Stored items
########
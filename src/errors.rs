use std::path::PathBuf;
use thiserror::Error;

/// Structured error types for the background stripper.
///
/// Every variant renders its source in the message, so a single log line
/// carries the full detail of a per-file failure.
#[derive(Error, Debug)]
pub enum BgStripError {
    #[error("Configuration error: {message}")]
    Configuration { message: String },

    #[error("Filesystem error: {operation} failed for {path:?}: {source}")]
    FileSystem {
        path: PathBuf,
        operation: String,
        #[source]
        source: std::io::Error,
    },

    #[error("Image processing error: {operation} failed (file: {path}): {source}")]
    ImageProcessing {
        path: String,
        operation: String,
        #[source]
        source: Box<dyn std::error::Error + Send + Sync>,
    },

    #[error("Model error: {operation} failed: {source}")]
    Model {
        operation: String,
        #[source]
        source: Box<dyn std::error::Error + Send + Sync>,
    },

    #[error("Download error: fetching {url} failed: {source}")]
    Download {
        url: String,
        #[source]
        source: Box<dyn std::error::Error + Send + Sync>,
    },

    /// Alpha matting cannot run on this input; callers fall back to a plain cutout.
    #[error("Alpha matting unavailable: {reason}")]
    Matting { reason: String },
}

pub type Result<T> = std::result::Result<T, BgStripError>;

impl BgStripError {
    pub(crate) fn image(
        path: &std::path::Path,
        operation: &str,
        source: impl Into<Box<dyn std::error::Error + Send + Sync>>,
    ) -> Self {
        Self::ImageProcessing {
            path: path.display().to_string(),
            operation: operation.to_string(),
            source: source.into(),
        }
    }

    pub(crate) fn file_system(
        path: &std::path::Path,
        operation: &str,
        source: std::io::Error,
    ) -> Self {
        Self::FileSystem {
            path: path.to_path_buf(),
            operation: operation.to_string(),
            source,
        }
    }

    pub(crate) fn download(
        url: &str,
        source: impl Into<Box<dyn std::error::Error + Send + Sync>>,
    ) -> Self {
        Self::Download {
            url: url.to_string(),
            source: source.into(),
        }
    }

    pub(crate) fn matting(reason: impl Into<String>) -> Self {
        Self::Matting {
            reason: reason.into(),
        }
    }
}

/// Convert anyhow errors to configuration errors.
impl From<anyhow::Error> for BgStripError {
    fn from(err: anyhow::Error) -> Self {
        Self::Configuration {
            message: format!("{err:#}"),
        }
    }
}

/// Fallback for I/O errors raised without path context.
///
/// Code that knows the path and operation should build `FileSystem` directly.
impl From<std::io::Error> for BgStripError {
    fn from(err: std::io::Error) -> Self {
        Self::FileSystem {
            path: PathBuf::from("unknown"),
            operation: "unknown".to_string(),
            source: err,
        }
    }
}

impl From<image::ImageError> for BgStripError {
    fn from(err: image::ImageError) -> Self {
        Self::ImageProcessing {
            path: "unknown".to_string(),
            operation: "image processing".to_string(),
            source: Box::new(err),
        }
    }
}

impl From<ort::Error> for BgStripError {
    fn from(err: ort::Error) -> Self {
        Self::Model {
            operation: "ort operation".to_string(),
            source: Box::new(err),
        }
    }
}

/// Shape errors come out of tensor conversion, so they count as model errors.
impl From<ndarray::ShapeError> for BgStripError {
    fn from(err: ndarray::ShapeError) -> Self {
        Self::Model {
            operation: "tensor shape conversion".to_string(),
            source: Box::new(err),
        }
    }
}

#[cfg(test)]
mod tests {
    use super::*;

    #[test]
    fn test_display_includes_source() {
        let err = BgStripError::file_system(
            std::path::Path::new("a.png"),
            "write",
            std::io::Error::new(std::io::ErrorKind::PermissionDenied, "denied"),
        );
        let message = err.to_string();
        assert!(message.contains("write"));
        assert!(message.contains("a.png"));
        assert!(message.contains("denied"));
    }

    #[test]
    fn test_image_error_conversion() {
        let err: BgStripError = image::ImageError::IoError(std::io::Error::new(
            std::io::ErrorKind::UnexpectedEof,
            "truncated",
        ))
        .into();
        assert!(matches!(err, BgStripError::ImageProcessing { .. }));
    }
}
########
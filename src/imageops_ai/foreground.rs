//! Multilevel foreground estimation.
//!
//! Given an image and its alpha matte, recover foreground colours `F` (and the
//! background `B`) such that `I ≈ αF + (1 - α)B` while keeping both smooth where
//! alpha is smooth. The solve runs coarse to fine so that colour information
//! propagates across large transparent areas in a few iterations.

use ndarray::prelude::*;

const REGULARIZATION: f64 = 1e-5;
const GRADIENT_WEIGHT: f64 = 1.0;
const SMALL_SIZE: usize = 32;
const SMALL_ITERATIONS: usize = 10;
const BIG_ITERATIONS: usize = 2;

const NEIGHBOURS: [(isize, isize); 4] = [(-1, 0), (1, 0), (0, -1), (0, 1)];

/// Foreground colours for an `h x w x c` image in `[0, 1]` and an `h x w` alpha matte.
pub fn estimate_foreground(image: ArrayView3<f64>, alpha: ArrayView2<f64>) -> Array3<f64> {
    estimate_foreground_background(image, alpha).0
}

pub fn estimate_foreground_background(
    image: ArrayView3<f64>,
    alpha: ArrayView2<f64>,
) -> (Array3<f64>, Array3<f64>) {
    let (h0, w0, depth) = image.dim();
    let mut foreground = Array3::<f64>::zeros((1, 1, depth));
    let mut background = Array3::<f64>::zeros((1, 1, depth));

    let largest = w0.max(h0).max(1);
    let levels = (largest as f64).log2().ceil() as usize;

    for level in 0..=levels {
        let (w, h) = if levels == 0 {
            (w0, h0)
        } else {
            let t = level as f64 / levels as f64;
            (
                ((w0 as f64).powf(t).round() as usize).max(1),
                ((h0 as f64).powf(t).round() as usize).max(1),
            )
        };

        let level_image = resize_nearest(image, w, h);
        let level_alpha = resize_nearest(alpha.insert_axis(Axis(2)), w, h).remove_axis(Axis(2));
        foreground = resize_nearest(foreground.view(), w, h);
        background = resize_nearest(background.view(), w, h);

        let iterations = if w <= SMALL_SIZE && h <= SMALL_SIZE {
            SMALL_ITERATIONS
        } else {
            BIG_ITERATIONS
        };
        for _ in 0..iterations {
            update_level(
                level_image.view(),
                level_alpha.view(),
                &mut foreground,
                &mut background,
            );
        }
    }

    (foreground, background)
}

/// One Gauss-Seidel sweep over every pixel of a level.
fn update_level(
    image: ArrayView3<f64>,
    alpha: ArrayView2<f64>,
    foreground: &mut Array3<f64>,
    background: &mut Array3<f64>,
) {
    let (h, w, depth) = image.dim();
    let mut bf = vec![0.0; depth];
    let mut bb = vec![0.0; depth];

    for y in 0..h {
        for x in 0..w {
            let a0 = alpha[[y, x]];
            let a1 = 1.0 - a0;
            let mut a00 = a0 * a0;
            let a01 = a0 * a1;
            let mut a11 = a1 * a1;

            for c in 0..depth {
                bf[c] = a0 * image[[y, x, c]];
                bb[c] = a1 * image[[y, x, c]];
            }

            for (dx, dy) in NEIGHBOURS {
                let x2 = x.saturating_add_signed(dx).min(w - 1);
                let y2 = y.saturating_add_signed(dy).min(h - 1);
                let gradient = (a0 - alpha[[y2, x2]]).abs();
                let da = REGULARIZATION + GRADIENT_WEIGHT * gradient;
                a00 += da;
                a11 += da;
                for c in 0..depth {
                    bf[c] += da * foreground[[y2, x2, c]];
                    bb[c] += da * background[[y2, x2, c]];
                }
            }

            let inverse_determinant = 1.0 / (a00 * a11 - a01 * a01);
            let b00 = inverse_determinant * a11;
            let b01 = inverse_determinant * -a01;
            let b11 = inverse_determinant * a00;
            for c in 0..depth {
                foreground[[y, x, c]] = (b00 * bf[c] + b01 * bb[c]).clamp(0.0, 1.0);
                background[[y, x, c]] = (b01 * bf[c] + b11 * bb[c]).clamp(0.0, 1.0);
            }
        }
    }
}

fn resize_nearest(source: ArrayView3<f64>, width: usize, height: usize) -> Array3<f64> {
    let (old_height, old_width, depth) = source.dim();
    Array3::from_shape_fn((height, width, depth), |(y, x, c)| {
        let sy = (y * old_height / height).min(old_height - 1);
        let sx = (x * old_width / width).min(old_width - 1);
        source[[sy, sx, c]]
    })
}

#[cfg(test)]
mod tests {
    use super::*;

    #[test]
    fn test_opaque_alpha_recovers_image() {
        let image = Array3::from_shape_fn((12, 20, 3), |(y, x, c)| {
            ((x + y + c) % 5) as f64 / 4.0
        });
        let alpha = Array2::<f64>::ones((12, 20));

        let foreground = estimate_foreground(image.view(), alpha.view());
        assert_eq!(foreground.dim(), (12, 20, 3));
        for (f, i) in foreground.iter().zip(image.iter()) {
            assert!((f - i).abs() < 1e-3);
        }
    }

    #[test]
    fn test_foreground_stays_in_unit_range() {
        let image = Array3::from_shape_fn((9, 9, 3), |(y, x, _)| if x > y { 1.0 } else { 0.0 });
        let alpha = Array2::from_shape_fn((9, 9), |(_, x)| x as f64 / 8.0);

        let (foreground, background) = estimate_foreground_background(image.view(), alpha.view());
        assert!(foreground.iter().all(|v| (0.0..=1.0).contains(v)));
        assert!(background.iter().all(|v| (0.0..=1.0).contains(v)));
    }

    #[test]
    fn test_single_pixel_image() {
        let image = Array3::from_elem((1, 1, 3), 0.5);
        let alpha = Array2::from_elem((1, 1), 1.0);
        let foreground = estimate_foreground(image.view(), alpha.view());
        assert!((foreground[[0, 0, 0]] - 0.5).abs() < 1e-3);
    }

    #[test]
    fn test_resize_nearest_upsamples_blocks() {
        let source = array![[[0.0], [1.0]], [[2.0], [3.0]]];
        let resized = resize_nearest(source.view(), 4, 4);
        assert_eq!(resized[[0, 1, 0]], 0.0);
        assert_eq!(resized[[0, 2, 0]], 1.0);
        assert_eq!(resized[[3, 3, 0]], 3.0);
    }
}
########
Take each line above that contains "zeros" and copy it out.

    let mut foreground = Array3::<f64>::zeros((1, 1, depth));
    let mut background = Array3::<f64>::zeros((1, 1, depth));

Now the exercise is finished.